Certain longstanding regulations that were not at issue in Mayo Found. allowed the student FICA tax exemption under section 3121(b)(10) to students who worked for their schools "as an incident to and for purposes of pursuing a course of study." Sec. 31.3121(b)(10)-2(d), Employment Tax Regs; see Mayo Found., 562 U.S. at 49. A determination of whether an individual's work was "incident" to the individual's studies had been made under those regulations on a case-by-case analysis. That case-by-case analysis was no longer required under certain regulations that the Treasury Secretary promulgated, effective for 2005, and that were at issue in Mayo Found. See Mayo Found., 562 U.S. at 49-50.

The regulations that were at issue in Mayo Found. provide that "[t]he services of a full-time employee", as defined by the employer's policies, but in any event including any employee who is normally scheduled to work 40 hours or more each week, "are not incident to and for the purpose of pursuing a course of study." Sec. 31.3121(b)(10)-2(d)(3)(iii), Employment Tax Regs.; see Mayo Found., 562 U.S. at 50-51. (We shall refer to the regulations at issue in Mayo Found. as the full-time employee regulations.)

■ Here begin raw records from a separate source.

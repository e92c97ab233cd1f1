pub const DEFAULT_LISTEN: &str = "127.0.0.1:8080";
pub const BLOCKS_PER_BATCH: usize = 25;
pub const MAX_BLOCKS_PER_REQUEST: usize = BLOCKS_PER_BATCH * 10;
pub const DEFAULT_MINE_INTERVAL_SECS: u64 = 10;
pub const DEFAULT_CLEANUP_INTERVAL_SECS: u64 = 3600;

The Mayo organizations commenced an action for refunds of the FICA taxes that they had withheld on the so-called stipends that they had paid to their respective residents during the second quarter of 2005. In support of their entitlement to the refund that they sought, it was the position of the Mayo organizations that their respective residents qualified for the student FICA tax exemption and that the full-time employee regulations were invalid. See Mayo Found., 562 U.S. at 51. In support of that position, the Mayo organizations argued that under the step one analysis of Chevron the text of the statute involved is unambiguous and that "the dictionary definition of 'student' * * * plainly encompasses residents." Id. at 51-52.

In Mayo Found., the Supreme Court specifically rejected the Mayo organizations' argument under the step one analysis of Chevron that the statute in question there was unambiguous, at least insofar as it applied to working professionals. The Supreme Court held that that statute did not "'speak[ ] with the precision necessary to say definitively whether * * * [it] applies to' medical residents." Id. at 52-53.

For reasons that are essentially the same as the reasons for which the Supreme Court rejected the taxpayers' position and their arguments in support of their position in Mayo Found. with respect to the application of the step one analysis under Chevron, 467 U.S. at 842-843, we reject petitioner's position and its arguments in support of its position with respect to the application of that step one analysis here. We must decide under the step one analysis "whether Congress has directly spoken to the precise question at issue", Chevron, 467 U.S. at 842, of how ownership by individuals may be established for purposes of section 883(c)(1) by a foreign corporation seeking the benefits of section 883(a)(1). The words "owned by individuals" in section 883(c)(1) do not, as petitioner appears to acknowledge, explain or otherwise address how to establish ownership by individuals for purposes of section 883(c)(1), let alone how to establish ownership where the shares of the foreign corporation are owned in bearer form. The dictionary definitions of the word "own" on which petitioner relies, which petitioner claims are unambiguous definitions, do not address the problem under section 883(c) of determining how to establish ownership by individuals for purposes of section 883(c)(1) that the Internal Revenue Service (IRS) confronts when it examines a return of a foreign corporation seeking the benefits of section 883(a)(1) for a prior taxable year. In any such examination, the IRS must determine after the fact whether during at least one-half of the total number of days in that prior taxable year 50% or more of the value of the stock of that corporation was owned by individuals who were not residents of a foreign country that granted an equivalent exemption to U.S. corporations. In that event, section 883(c)(1) would preclude that foreign corporation for that prior taxable year from excluding from gross income and exempting from U.S. taxation under section 883(a)(1) the income described in section 883(a)(1).

As noted above, according to petitioner, the dictionary definitions of the word "own" are "to have or possess . . . to obtain possession of what belongs to one" and to have or hold property or appurtenance; have a rightful title to, whether legal or natural; possess".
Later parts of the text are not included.